I've fished on both the ECC Vantage and HB Marquesa (with sponsons) and would say that they are closely matched in all categories..

I would visit both manufactures, see how they're built and wet test each one.. Make your decision on whatever hull gives you the "warm and fuzzies".. Both are great skiffs.. 

Asking this forum which skiff is better will start, yet another pissing match that will give you little information, other than a bunch of biased opinions..

I have never fished on the Neptune, so I have no comment..

Have fun choosing the skiff that suits your needs best!


----------



## acraft1720 (Jul 31, 2012)

Look at a couple of boats that are a few years old and see which one has held up better, also ride ad pole them but time and abuse shows a lot about a boat.


----------



## FishASalt (May 1, 2013)

I recently fished at Blackfly Lodge in Abaco and they run East Cape Vantages with 90 Etecs. I have. Beavertail BTV in Islamorada with 90 Etec. I've not been on the HB. 

I was very impressed with the Vantage. Bigger than the the BTV. Ran incredible in rough water. My BTV runs well n Florida Bay chop, cuts through it better than any boat I've been on there but the Vantage was very smooth in big rough water making the crossing to Moore's in some fairly big seas. Doesn't pole quite as good as the BTV due to size and not as shallow but very nice.


----------



## fishtrapper (Jun 6, 2009)

I agree with going and running them both....I think once you run them both you will pick the vantage hands down


----------



## floridascuba (Mar 15, 2012)

Ecs now has the Evo. Which doesn't have sponsons.


----------



## TheDude (Dec 14, 2010)

Here's an unbiased opinion for you. I've fished on the Neptune, Marquesa, Vantage and VHP. They're all nice boats, and I would be thrilled to own any of them.

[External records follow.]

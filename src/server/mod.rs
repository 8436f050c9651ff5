//! HTTP server for the chat memory API.
//!
//! Provides REST endpoints for:
//! - Chat with per-conversation memory
//! - Reading a conversation's history and current window
//! - Deleting a conversation

pub mod routes;
pub mod state;

pub use routes::create_router;
pub use state::AppState;

use std::future::Future;
use std::net::SocketAddr;
use std::sync::Arc;

use axum::Router;
use tower_http::cors::{Any, CorsLayer};
use tower_http::trace::TraceLayer;

/// Default server port.
pub const DEFAULT_PORT: u16 = 8080;

/// Start the HTTP server with graceful shutdown support.
///
/// The server will stop accepting new connections when `shutdown_signal` completes.
///
/// # Errors
/// Returns an error if the server fails to start.
pub async fn run_server_with_shutdown<F>(
    state: Arc<AppState>,
    port: u16,
    shutdown_signal: F,
) -> Result<(), Box<dyn std::error::Error + Send + Sync>>
where
    F: Future<Output = ()> + Send + 'static,
{
    let cors = CorsLayer::new()
        .allow_origin(Any)
        .allow_methods(Any)
        .allow_headers(Any);

    let app: Router = create_router(state)
        .layer(cors)
        .layer(TraceLayer::new_for_http());

    let addr = SocketAddr::from(([0, 0, 0, 0], port));
    tracing::info!("Chat memory server listening on http://{}", addr);

    let listener = tokio::net::TcpListener::bind(addr).await?;
    axum::serve(listener, app)
        .with_graceful_shutdown(shutdown_signal)
        .await?;

    Ok(())
}
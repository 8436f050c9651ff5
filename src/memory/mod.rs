//! Conversation memory subsystem.
//!
//! - `core`: configuration, errors, identifiers, messages and turns
//! - `store`: the durable append log (`SQLite`, in-memory)
//! - `provider`: bounded window view and per-conversation locking
//! - `prompt`: rendering the window for the model
//! - `assistant`: chat orchestration over provider and model

pub mod assistant;
pub mod core;
pub mod prompt;
pub mod provider;
pub mod store;

pub use assistant::MemoryAssistant;
pub use self::core::{
    ChatMessage, ConversationId, ConversationTurn, LlmConfig, MemoryConfig, MemoryError,
    MemoryResult, MessageRole, RetentionPolicy, StorageBackend, StorageConfig, WindowConfig,
    decode_turns,
};
pub use prompt::build_conversation_prompt;
pub use provider::{ConversationGuard, MemoryProvider, latest_window};
pub use store::{InMemoryStore, MemoryStore, SqliteMemoryStore, StoreFuture};

use std::sync::Arc;

/// Open the store selected by the configuration.
///
/// # Errors
/// Returns an error if the `SQLite` database cannot be opened.
pub async fn open_store(config: &StorageConfig) -> MemoryResult<Arc<dyn MemoryStore>> {
    match config.backend {
        StorageBackend::Sqlite => Ok(Arc::new(SqliteMemoryStore::new(config).await?)),
        StorageBackend::Memory => Ok(Arc::new(InMemoryStore::new())),
    }
}
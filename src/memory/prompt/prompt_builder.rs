//! Prompt builder for the conversation window.

use crate::memory::core::message::{ChatMessage, MessageRole};

/// Render the window and the new user message into one deterministic block.
///
/// System messages are hoisted into `[SYSTEM]` ahead of the transcript.
#[must_use]
pub fn build_conversation_prompt(context: &[ChatMessage], user_message: &str) -> String {
    let capacity = context.iter().map(|m| m.text().len() + 16).sum::<usize>() + user_message.len() + 64;
    let mut out = String::with_capacity(capacity);

    let system: Vec<&ChatMessage> = context
        .iter()
        .filter(|m| m.role() == MessageRole::System)
        .collect();
    if !system.is_empty() {
        out.push_str("[SYSTEM]\n");
        for message in system {
            out.push_str(message.text());
            out.push('\n');
        }
    }

    out.push_str("[CONVERSATION]\n");
    for message in context.iter().filter(|m| m.role() != MessageRole::System) {
        render_turn(&mut out, message);
    }

    out.push_str("[USER_MESSAGE]\n");
    out.push_str(user_message);
    out.push('\n');

    out
}

fn render_turn(out: &mut String, message: &ChatMessage) {
    let role = match message.role() {
        MessageRole::User => "User",
        MessageRole::Ai => "Assistant",
        MessageRole::System => "System",
    };
    out.push_str("- ");
    out.push_str(role);
    out.push_str(": ");
    out.push_str(message.text());
    out.push('\n');
}
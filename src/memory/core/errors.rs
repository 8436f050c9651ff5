//! Error types for the conversation memory subsystem.

use thiserror::Error;

/// Memory subsystem error type.
#[derive(Debug, Error)]
pub enum MemoryError {
    /// Invalid configuration or unsupported values.
    #[error("invalid configuration: {0}")]
    InvalidConfig(String),
    /// Caller-supplied input was rejected before touching storage or the model.
    #[error("invalid input: {0}")]
    InvalidInput(String),
    /// A stored row could not be mapped back into a turn.
    #[error("corrupt turn record: {0}")]
    CorruptRecord(String),
    /// `SQLite` storage error (sync).
    #[error("sqlite error: {0}")]
    Sqlite(#[from] rusqlite::Error),
    /// `SQLite` storage error (async).
    #[error("tokio-rusqlite error: {0}")]
    TokioSqlite(#[from] tokio_rusqlite::Error),
    /// The model backend answered with something unusable.
    #[error("model error: {0}")]
    Model(String),
    /// HTTP client error from Rig.
    #[error("http client error: {0}")]
    HttpClient(#[from] rig::http_client::Error),
    /// Completion error.
    #[error("completion error: {0}")]
    Completion(#[from] rig::completion::CompletionError),
    /// Readiness probe against the model backend failed.
    #[error("probe error: {0}")]
    Probe(String),
    /// Serialization error.
    #[error("serialization error: {0}")]
    Serialization(#[from] serde_json::Error),
    /// URL parse error.
    #[error("url parse error: {0}")]
    Url(#[from] url::ParseError),
}

impl MemoryError {
    /// Whether the failure originated in the model backend rather than storage.
    #[must_use]
    pub const fn is_model_failure(&self) -> bool {
        matches!(
            self,
            Self::Model(_) | Self::HttpClient(_) | Self::Completion(_) | Self::Probe(_)
        )
    }
}

/// Convenience result alias for memory operations.
pub type MemoryResult<T> = Result<T, MemoryError>;
//! Durable, ordered, keyed append log of conversation turns.

pub mod in_memory;
pub mod sqlite_store;

use std::future::Future;
use std::pin::Pin;

use crate::memory::core::errors::MemoryResult;
use crate::memory::core::ids::ConversationId;
use crate::memory::core::turn::ConversationTurn;

pub use in_memory::InMemoryStore;
pub use sqlite_store::SqliteMemoryStore;

/// Boxed future type for memory store operations.
pub type StoreFuture<'a, T> = Pin<Box<dyn Future<Output = T> + Send + 'a>>;

/// Append-only turn storage partitioned by conversation.
///
/// Implementations make a single attempt per call and surface storage
/// failures unchanged.
pub trait MemoryStore: Send + Sync {
    /// Load every turn of a conversation, oldest first.
    ///
    /// An unknown conversation yields an empty vector.
    ///
    /// # Errors
    /// Returns an error if storage access fails.
    fn load(&self, id: ConversationId) -> StoreFuture<'_, MemoryResult<Vec<ConversationTurn>>>;

    /// Append payloads as new turns, keeping call order.
    ///
    /// Each new turn gets an ordering key no earlier than any turn already
    /// stored for `id`.
    ///
    /// # Errors
    /// Returns an error if storage access fails.
    fn append(&self, id: ConversationId, payloads: Vec<String>) -> StoreFuture<'_, MemoryResult<()>>;

    /// Remove every turn of a conversation. Unknown ids are a no-op.
    ///
    /// # Errors
    /// Returns an error if storage access fails.
    fn delete(&self, id: ConversationId) -> StoreFuture<'_, MemoryResult<()>>;

    /// Drop all but the newest `keep` turns, returning how many were removed.
    ///
    /// # Errors
    /// Returns an error if storage access fails.
    fn retain_latest(&self, id: ConversationId, keep: usize) -> StoreFuture<'_, MemoryResult<u64>>;

    /// Count stored turns for a conversation.
    ///
    /// # Errors
    /// Returns an error if storage access fails.
    fn count(&self, id: ConversationId) -> StoreFuture<'_, MemoryResult<u64>>;
}
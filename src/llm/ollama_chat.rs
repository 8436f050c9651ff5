//! Ollama chat model through Rig.

use reqwest::Client as ReqwestClient;
use rig::client::{CompletionClient, Nothing};
use rig::completion::CompletionModel;
use rig::message::AssistantContent;
use rig::providers::ollama;
use tracing::debug;

use crate::llm::chat_model::{ChatFuture, ChatModel};
use crate::memory::core::config::LlmConfig;
use crate::memory::core::errors::{MemoryError, MemoryResult};
use crate::memory::core::message::ChatMessage;
use crate::memory::prompt::build_conversation_prompt;

/// Completion-backed chat model served by Ollama.
pub struct OllamaChatModel {
    model: ollama::CompletionModel,
    model_name: String,
    temperature: f64,
    max_tokens: Option<u64>,
    system_prompt: Option<String>,
}

impl OllamaChatModel {
    /// Build a chat model from config.
    ///
    /// # Errors
    /// Returns an error if the Ollama client cannot be built.
    pub fn new(config: &LlmConfig) -> MemoryResult<Self> {
        let client = ollama::Client::<ReqwestClient>::builder()
            .api_key(Nothing)
            .base_url(&config.base_url)
            .build()
            .map_err(MemoryError::from)?;
        let model = client.completion_model(config.model.clone());

        Ok(Self {
            model,
            model_name: config.model.clone(),
            temperature: config.temperature,
            max_tokens: config.max_tokens,
            system_prompt: config.system_prompt.clone(),
        })
    }
}

impl ChatModel for OllamaChatModel {
    fn invoke<'a>(
        &'a self,
        context: &'a [ChatMessage],
        new_message: &'a str,
    ) -> ChatFuture<'a, MemoryResult<String>> {
        Box::pin(async move {
            let prompt = build_conversation_prompt(context, new_message);
            debug!(
                model = %self.model_name,
                context = context.len(),
                prompt_chars = prompt.len(),
                "invoking chat model"
            );

            let builder = self
                .model
                .completion_request(prompt)
                .temperature(self.temperature)
                .max_tokens_opt(self.max_tokens);
            let builder = match &self.system_prompt {
                Some(system) => builder.preamble(system.clone()),
                None => builder,
            };

            let response = self.model.completion(builder.build()).await?;
            let text = extract_text(&response.choice);
            if text.trim().is_empty() {
                return Err(MemoryError::Model(format!(
                    "{} returned no text content",
                    self.model_name
                )));
            }
            Ok(text)
        })
    }

    fn model_name(&self) -> &str {
        &self.model_name
    }
}

fn extract_text(choice: &rig::OneOrMany<AssistantContent>) -> String {
    let mut out = String::new();
    for content in choice.iter() {
        if let AssistantContent::Text(text) = content {
            out.push_str(&text.text);
        }
    }
    out
}
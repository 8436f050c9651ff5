//! Model-invocation contract used by the assistant.

use std::future::Future;
use std::pin::Pin;

use crate::memory::core::errors::MemoryResult;
use crate::memory::core::message::ChatMessage;

/// Boxed future type for chat model calls.
pub type ChatFuture<'a, T> = Pin<Box<dyn Future<Output = T> + Send + 'a>>;

/// A language model that answers a new message given prior context.
pub trait ChatModel: Send + Sync {
    /// Produce the assistant reply for `new_message`.
    ///
    /// `context` is the bounded window of earlier messages, oldest first.
    ///
    /// # Errors
    /// Returns an error if the backend call fails.
    fn invoke<'a>(
        &'a self,
        context: &'a [ChatMessage],
        new_message: &'a str,
    ) -> ChatFuture<'a, MemoryResult<String>>;

    /// Name of the backing model, for logs and responses.
    fn model_name(&self) -> &str;
}
//! Sliding-window memory provider.

pub mod window_provider;

pub use window_provider::{ConversationGuard, MemoryProvider, latest_window};
//! Application state shared across all request handlers.

use std::sync::Arc;

use crate::llm::{ChatModel, OllamaChatModel};
use crate::memory::core::config::MemoryConfig;
use crate::memory::core::errors::MemoryResult;
use crate::memory::store::MemoryStore;
use crate::memory::{MemoryAssistant, MemoryProvider, open_store};

/// Shared application state.
pub struct AppState {
    /// Assistant answering chat requests.
    pub assistant: MemoryAssistant,
    /// Provider used for direct memory reads and deletes.
    pub provider: Arc<MemoryProvider>,
}

impl AppState {
    /// Build state from an already validated configuration: open the store
    /// and the Ollama model.
    ///
    /// # Errors
    /// Returns an error if the store cannot be opened or the model client
    /// cannot be built.
    pub async fn new(config: &MemoryConfig) -> MemoryResult<Arc<Self>> {
        let store = open_store(&config.storage).await?;
        let model = Arc::new(OllamaChatModel::new(&config.llm)?);
        Ok(Self::from_parts(store, model, config))
    }

    /// Assemble state from an existing store and model.
    #[must_use]
    pub fn from_parts(
        store: Arc<dyn MemoryStore>,
        model: Arc<dyn ChatModel>,
        config: &MemoryConfig,
    ) -> Arc<Self> {
        let provider = Arc::new(MemoryProvider::new(store, config.window.clone()));
        let assistant = MemoryAssistant::new(Arc::clone(&provider), model);
        Arc::new(Self {
            assistant,
            provider,
        })
    }
}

The Neptune is a nice boat, but it doesn't seem to be Hells Bay's best effort. My friend who owned the Neptune actually sold it and replaced it with a Marquesa. I haven't been on either enough in snotty conditions to form an opinion myself on rough water ride, but he says that the Marquesa rides better than the Neptune. He loves the way it poles and fishes for its size. My impression of the Marquesa is that it is an extremely well balanced, well proportioned, quiet, easy to pole, solid, and all-around fishable hull. Keep in mind that is with a 90-which I felt was plenty of power for this hull-and I have no idea how it would do with a 150. I've been around boats my entire life, and Construction and finish of the Hells Bay is second to none.

The Vantage and VHP are also both very nice boats. The Vantage had a 90 and the VHP had a 150. The VHP was a rocket, but the Vantage seemed much better balanced. Both seemed like more of a bear to pole than the Marquesa, but they both handled chop well. I was kind of surprised that there was some flex in the hatches on the Vantage (several years old) when you stepped on them and a few creaks and groans walking around the boat. Overall a very nice boat, but the build quality just doesn't seem to be up to Hells Bay standards. Of course, they're not as expensive as Hells Bays, but they're still not cheap boats by any means.

I would be thrilled to own any of these, but I would take the Marquesa over the others for my needs. Again, I haven't been on the Marques with a 150 so that may be a different story, but I would prefer a 90 or maybe a 115 on a boat like this anyway.


----------



## MSG (Jan 11, 2010)

Curious as to why a 150hp is the first criteria chosen?


----------



## AfterHours2 (Aug 2, 2010)

> Curious as to why a 150hp is the first criteria chosen?


If your really looking for something to pole also, you may want to drop those hp's to a 90 IMHO. Draft will also be majorly affected. If you just want to haul azz and trolling motor around in a foot of water then the VHP fits the criteria about as good as it gets..


----------



## Ckirk57 (Sep 27, 2009)

HB has not made many Neptune's ( somewhere close to 12 ). I love mine.


----------



## 4991 (Jun 21, 2012)

Maverick 18 HPX w/ 150hp


----------